How to Build a quad-GPU rig for monster Iray performance (and animating)

124

Comments

  •  

    No. Running a CPU at 100% 24/7 will not kill a CPU. It won't even shorten the lifespan. MTBF is MTBF. As to not getting the R7 because you have a crappy Xeon board, A decent B450 is $100. An R7 2700 is $180. If you paid less than $300 for the refurb workstation good for you but you got what you paid for.

    I'm not interested in replace server processor by standard processor. Standard processors are simply not intended to heavy load tasks as HPC for various reasons.

  • What simulation SW are you using that falls back to CPU if the whole sim won't fit in VRAM and are they only CUDA? If not get off Nvidia and get a FirePro or the like which are far cheaper per Gb of VRAM.
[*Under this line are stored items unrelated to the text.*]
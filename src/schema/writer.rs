//! Project file emission
//!
//! Descriptor extensions (anchor, flips, blending) are written only when
//! they differ from their defaults, so projects that do not use them keep
//! the classic layout.

use super::names::*;
use super::{BackgroundState, State, SystemState, PROJECT_FILE_VERSION};
use crate::descriptor::BlendingPreset;
use crate::math::{Colorf, Vector2f};
use crate::record::{boolean, color, integer, number, pair_f32, pair_i32, rect, string, vec2, RecordWriter};
use crate::steps::Step;

/// Uniform scales are written as a plain number
fn scale(v: Vector2f) -> String {
    if v.is_uniform() {
        number(v.x)
    } else {
        vec2(v)
    }
}

fn write_background(w: &mut RecordWriter, bg: &BackgroundState) {
    w.open(BACKGROUND_PROPERTIES);
    // The viewport background is always opaque
    let bg_color = Colorf { a: 1.0, ..bg.color };
    w.field(BACKGROUND_COLOR, &color(bg_color), true);
    w.field(BACKGROUND_IMAGE, &string(&bg.image_name), true);
    w.field(BACKGROUND_IMAGE_POSITION, &vec2(bg.image_normalized_position), true);
    w.field(BACKGROUND_IMAGE_SCALE, &number(bg.image_scale), true);
    w.field(BACKGROUND_IMAGE_LAYER, &integer(bg.image_layer as i64), true);
    w.field(BACKGROUND_IMAGE_COLOR, &color(bg.image_color), true);
    if bg.image_flipped_x {
        w.field(BACKGROUND_IMAGE_FLIPPED_X, &boolean(true), true);
    }
    if bg.image_flipped_y {
        w.field(BACKGROUND_IMAGE_FLIPPED_Y, &boolean(true), true);
    }
    w.field(BACKGROUND_IMAGE_RECT, &rect(bg.image_rect), false);
    w.close("");
}

fn write_steps<T: Copy>(
    w: &mut RecordWriter,
    name: &str,
    header: Option<(&str, String)>,
    steps: &[Step<T>],
    value: impl Fn(T) -> String,
) {
    if steps.is_empty() {
        return;
    }
    w.open(name);
    if let Some((field, text)) = header {
        w.field(field, &text, true);
    }
    for (i, step) in steps.iter().enumerate() {
        let more = i + 1 < steps.len();
        w.entry(&format!("{{{}, {}}}", number(step.age), value(step.value)), more);
    }
    w.close(",");
    w.blank();
}

fn write_system(w: &mut RecordWriter, s: &SystemState, last: bool) {
    w.open_anonymous();

    w.field(NAME, &string(&s.name), true);
    w.field(NUM_PARTICLES, &integer(s.num_particles as i64), true);
    w.field(TEXTURE, &string(&s.texture_name), true);
    w.field(TEXTURE_RECT, &rect(s.texture_rect), true);
    if s.anchor_point != Vector2f::new(0.5, 0.5) {
        w.field(ANCHOR_POINT, &vec2(s.anchor_point), true);
    }
    if s.flipped_x {
        w.field(FLIPPED_X, &boolean(true), true);
    }
    if s.flipped_y {
        w.field(FLIPPED_Y, &boolean(true), true);
    }
    if s.blending_preset != BlendingPreset::default() {
        w.field(BLENDING_PRESET, &string(s.blending_preset.as_str()), true);
    }
    w.field(RELATIVE_POSITION, &vec2(s.position), true);
    w.field(LAYER, &integer(s.layer as i64), true);
    w.field(LOCAL_SPACE, &boolean(s.in_local_space), true);
    w.field(ACTIVE, &boolean(s.active), true);
    w.blank();

    write_steps(w, COLOR_STEPS, None, &s.color_steps, color);
    write_steps(w, SIZE_STEPS, Some((BASE_SCALE, scale(s.size_base_scale))), &s.size_steps, scale);
    write_steps(w, ROTATION_STEPS, None, &s.rotation_steps, number);
    write_steps(w, POSITION_STEPS, None, &s.position_steps, vec2);
    write_steps(w, VELOCITY_STEPS, None, &s.velocity_steps, vec2);

    let init = &s.init;
    w.open(EMISSION);
    w.field(AMOUNT, &pair_i32(init.amount), true);
    w.field(LIFE, &pair_f32(init.life), true);
    w.field(POSITION_X, &pair_f32(init.position_x), true);
    w.field(POSITION_Y, &pair_f32(init.position_y), true);
    w.field(VELOCITY_X, &pair_f32(init.velocity_x), true);
    w.field(VELOCITY_Y, &pair_f32(init.velocity_y), true);
    w.field(ROTATION, &pair_f32(init.rotation), true);
    w.field(EMITTER_ROTATION, &boolean(init.emitter_rotation), true);
    w.field(DELAY, &number(s.emit_delay), false);
    w.close("");

    w.close(if last { "" } else { ",\n" });
}

/// Serialize a whole project as the current file version
pub fn write_state(state: &State) -> String {
    let mut w = RecordWriter::new();
    w.field(VERSION, &integer(PROJECT_FILE_VERSION as i64), false);
    w.field(NORMALIZED_ABS_POSITION, &vec2(state.normalized_abs_position), false);
    w.blank();

    write_background(&mut w, &state.background);
    w.blank();

    w.open(PARTICLE_SYSTEMS);
    for (i, system) in state.systems.iter().enumerate() {
        write_system(&mut w, system, i + 1 == state.systems.len());
    }
    w.close("");

    w.finish()
}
    For example ANSYS HFFS.

  • There is no such thing as a K80m. Nvidia appends m to graphic cards to say its a mobile card. Passive cooling in a server rack? Not possible. You hopefully mean the Tesla doesn't need a fan, but it doesn't have one. The server will definitely need fans and server cases are built for a lot of fans pushing air through the obstructed insides. T640's generally, all the ones I've seen but who knows there could be a model my company never used, have/need 8 fans. If you're buying refurb make sure it comes with the fans or be prepared to buy them seperately. T630 is nearly identical so I assume it uses 8 as well. We've never vbought from HP bought I'd be stunned if they weren't built for 8 fans. That's pretty standard for racks.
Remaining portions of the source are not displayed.